Saved entries:
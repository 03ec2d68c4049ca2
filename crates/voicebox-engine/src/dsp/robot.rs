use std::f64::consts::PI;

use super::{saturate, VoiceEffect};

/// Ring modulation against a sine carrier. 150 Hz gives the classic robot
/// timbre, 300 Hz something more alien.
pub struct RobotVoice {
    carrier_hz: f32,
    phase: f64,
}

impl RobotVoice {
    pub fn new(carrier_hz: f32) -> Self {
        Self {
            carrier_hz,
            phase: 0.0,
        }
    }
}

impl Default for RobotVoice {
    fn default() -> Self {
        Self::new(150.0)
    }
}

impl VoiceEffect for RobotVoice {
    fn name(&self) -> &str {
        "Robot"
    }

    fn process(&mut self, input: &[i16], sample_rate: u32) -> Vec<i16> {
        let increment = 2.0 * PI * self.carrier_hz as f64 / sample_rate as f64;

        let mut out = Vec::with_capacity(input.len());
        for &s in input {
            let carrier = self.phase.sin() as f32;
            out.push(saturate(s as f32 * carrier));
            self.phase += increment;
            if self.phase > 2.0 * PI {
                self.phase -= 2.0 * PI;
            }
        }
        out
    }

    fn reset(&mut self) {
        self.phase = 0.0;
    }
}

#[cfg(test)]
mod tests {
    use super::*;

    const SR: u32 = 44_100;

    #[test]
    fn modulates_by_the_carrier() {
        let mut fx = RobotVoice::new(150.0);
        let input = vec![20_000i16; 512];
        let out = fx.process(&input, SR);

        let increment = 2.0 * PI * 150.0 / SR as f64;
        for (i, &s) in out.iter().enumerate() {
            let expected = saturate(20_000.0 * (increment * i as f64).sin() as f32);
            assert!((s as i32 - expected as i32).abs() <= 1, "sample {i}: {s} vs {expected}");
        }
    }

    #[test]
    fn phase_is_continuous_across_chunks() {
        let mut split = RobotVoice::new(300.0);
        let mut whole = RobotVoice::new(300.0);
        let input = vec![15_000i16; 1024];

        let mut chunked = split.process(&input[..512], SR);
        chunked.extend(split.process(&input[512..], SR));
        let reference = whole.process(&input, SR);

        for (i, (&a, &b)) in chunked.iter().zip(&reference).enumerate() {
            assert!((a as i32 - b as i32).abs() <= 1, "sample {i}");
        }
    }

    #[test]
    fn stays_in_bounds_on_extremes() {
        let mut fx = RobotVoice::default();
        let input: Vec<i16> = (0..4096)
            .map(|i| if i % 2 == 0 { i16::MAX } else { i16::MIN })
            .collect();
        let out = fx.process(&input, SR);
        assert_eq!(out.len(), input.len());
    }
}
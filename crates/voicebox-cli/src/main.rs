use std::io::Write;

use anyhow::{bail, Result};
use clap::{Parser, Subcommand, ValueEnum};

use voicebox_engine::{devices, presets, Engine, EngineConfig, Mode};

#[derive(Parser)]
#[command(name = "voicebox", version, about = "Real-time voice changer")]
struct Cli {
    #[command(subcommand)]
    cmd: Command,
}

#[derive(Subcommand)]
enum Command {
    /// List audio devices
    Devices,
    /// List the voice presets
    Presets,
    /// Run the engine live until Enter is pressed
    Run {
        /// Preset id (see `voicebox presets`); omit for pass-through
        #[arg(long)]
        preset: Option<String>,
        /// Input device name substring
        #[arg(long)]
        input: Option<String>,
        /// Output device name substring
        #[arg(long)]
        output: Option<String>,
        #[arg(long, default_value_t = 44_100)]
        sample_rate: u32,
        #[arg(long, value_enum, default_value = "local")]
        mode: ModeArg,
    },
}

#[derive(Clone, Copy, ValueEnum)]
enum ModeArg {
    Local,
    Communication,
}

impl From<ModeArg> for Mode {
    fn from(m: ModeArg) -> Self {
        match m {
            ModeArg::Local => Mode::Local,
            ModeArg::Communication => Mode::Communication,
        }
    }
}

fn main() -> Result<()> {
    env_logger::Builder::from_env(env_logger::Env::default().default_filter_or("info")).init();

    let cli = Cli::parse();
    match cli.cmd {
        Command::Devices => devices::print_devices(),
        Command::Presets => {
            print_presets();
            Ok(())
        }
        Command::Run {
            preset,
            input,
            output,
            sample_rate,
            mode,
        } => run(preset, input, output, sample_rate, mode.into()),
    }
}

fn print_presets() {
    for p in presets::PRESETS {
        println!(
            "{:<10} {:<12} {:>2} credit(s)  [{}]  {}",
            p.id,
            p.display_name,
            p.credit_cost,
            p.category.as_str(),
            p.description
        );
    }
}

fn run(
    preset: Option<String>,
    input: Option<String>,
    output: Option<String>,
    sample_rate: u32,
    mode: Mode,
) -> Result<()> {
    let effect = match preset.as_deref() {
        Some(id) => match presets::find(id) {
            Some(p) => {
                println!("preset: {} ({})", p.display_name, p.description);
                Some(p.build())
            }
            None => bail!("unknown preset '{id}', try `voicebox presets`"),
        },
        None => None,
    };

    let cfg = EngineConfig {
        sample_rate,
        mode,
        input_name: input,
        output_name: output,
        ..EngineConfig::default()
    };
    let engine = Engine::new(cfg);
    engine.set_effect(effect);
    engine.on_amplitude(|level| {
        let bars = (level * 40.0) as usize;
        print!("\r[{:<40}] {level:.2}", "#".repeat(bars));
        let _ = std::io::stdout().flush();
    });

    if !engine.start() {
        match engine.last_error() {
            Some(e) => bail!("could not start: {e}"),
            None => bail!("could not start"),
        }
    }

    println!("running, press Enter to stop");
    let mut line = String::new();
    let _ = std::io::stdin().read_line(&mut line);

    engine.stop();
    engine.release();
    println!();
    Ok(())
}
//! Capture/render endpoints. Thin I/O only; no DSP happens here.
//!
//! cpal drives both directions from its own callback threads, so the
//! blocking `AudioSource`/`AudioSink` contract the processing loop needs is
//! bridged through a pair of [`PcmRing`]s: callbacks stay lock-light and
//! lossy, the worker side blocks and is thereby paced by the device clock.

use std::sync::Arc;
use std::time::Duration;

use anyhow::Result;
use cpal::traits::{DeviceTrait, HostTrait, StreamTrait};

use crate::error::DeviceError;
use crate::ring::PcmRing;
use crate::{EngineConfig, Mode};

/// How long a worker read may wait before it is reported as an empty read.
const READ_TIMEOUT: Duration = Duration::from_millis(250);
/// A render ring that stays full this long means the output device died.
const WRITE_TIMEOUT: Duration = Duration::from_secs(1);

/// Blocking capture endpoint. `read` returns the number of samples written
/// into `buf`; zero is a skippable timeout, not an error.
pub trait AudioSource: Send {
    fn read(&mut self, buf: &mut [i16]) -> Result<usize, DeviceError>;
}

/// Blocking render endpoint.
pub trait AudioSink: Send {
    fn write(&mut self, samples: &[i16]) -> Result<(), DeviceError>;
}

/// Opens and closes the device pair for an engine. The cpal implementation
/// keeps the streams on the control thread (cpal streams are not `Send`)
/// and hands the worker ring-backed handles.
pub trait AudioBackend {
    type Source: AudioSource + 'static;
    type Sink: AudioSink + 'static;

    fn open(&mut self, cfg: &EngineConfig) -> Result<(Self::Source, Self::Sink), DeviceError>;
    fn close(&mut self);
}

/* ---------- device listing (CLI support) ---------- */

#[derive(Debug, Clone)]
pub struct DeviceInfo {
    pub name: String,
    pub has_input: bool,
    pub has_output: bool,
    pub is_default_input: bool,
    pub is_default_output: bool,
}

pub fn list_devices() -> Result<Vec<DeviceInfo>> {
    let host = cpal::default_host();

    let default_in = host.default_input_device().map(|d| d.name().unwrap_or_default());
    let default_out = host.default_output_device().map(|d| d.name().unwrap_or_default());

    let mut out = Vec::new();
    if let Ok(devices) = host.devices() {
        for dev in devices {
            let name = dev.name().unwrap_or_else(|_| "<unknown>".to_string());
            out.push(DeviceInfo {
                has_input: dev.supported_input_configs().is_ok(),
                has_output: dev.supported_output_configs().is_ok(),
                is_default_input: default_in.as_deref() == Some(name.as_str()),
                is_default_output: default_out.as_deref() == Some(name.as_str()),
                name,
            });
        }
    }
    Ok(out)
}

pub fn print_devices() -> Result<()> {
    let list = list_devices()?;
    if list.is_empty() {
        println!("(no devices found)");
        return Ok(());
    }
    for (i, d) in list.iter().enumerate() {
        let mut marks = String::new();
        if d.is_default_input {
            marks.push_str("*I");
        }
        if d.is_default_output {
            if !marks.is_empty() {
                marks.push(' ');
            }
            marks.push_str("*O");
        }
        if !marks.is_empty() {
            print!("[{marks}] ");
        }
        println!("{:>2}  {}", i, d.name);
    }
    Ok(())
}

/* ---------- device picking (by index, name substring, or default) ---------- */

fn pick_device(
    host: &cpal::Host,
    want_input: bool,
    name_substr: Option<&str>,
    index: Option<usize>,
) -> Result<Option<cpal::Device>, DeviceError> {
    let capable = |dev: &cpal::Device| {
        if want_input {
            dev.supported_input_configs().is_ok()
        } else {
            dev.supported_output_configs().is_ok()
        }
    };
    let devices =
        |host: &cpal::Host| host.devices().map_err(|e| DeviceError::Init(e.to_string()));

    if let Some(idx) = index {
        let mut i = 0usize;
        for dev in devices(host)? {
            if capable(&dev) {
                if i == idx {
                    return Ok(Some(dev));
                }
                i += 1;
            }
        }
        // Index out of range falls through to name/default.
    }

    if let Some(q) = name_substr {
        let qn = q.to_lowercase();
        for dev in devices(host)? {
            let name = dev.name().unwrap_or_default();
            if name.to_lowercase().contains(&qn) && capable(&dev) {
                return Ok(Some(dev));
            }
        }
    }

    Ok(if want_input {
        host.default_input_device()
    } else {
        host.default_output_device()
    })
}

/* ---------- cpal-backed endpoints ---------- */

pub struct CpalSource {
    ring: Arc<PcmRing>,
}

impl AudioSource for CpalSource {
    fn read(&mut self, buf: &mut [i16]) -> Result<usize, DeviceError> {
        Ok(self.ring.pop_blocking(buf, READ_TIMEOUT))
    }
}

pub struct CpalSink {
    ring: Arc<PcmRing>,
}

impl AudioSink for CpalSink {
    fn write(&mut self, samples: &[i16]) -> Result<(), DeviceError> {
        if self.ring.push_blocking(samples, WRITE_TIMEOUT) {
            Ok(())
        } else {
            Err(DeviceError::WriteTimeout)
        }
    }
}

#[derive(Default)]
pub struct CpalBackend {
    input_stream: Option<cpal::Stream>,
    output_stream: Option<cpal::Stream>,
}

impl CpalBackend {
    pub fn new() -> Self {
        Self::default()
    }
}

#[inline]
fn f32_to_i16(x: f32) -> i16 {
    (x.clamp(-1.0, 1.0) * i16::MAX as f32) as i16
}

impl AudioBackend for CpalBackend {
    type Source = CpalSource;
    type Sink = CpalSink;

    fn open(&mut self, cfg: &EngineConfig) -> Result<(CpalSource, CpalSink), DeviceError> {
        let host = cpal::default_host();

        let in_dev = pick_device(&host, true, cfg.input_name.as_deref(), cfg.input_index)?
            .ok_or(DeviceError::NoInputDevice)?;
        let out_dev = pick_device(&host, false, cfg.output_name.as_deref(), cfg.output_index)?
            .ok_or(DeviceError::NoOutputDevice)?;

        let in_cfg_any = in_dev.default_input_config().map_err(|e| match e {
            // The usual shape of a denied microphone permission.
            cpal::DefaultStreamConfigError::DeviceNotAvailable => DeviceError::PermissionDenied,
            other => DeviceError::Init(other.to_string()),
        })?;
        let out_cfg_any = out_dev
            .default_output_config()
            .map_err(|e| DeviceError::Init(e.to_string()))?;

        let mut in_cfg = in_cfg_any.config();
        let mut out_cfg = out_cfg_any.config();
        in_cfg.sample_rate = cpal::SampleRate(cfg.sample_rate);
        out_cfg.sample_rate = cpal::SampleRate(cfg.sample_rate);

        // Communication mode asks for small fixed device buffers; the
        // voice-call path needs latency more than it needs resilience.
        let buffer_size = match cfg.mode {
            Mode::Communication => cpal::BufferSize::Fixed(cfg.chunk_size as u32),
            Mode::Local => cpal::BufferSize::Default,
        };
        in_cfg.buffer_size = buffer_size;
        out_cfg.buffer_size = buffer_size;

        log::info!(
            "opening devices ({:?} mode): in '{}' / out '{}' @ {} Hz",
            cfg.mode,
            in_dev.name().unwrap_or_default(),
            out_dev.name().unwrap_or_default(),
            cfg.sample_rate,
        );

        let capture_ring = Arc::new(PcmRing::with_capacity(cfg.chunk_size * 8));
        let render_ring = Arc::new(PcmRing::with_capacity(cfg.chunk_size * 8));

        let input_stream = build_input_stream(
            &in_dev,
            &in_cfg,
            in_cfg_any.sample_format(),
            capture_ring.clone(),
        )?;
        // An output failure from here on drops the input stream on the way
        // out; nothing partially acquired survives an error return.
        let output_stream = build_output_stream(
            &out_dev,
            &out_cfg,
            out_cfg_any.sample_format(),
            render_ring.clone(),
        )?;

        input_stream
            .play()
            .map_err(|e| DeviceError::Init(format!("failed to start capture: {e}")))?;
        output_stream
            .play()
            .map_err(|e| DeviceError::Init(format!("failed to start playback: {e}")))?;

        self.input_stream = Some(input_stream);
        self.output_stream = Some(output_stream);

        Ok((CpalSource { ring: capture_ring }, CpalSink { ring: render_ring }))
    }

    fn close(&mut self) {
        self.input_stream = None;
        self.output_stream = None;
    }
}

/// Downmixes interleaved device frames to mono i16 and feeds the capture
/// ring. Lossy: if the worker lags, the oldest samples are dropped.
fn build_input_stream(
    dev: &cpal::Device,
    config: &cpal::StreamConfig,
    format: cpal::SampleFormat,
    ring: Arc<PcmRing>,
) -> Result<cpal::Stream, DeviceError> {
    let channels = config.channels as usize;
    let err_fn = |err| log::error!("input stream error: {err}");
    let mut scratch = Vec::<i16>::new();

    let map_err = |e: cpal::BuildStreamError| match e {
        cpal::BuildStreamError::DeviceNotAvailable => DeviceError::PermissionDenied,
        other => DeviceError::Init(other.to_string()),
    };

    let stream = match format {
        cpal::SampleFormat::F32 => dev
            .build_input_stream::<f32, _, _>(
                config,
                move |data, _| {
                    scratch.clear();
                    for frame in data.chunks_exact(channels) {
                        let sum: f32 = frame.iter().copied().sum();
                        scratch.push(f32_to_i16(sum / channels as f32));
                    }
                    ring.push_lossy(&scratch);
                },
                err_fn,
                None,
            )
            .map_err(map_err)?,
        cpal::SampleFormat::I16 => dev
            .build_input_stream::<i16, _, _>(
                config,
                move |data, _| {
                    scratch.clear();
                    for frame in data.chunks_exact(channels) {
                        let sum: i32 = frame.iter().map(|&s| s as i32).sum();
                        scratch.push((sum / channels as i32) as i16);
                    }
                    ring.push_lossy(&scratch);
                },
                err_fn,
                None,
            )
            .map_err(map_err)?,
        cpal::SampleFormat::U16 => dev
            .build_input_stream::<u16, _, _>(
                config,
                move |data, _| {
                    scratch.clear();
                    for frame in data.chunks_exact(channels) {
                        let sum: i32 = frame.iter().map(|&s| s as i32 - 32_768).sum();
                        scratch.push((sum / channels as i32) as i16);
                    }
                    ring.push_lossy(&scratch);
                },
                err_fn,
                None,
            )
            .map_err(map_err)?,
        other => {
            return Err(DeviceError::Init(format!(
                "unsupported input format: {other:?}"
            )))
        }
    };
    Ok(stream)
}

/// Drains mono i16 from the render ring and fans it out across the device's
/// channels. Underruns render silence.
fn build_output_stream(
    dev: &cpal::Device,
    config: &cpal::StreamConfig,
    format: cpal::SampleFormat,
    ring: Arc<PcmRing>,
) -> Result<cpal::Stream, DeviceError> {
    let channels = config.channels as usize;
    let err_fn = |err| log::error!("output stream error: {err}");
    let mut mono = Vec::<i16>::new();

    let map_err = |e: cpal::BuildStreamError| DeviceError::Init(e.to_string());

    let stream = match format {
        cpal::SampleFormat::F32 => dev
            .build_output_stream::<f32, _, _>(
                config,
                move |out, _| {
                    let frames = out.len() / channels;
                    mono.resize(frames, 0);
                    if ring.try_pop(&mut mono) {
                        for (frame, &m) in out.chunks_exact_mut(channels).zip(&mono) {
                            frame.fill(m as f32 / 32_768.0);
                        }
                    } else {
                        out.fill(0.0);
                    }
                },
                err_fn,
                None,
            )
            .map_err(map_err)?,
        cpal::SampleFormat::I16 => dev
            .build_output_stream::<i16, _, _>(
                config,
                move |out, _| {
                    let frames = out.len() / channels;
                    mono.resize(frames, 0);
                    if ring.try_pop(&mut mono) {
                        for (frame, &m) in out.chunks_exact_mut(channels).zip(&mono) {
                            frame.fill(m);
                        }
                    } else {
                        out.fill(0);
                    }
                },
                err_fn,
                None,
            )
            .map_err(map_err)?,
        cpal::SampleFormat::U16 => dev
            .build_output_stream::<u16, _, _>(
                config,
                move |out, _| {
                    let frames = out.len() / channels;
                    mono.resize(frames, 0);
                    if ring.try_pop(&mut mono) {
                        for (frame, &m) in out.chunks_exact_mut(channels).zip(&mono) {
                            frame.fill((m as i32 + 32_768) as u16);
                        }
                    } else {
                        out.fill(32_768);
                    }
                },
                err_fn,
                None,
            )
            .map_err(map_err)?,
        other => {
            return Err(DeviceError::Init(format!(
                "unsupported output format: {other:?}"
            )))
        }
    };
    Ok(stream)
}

# Exercise requirements:
Pull out each line of the records holding the string "description".

# Your response:
            p.description
                println!("preset: {} ({})", p.display_name, p.description);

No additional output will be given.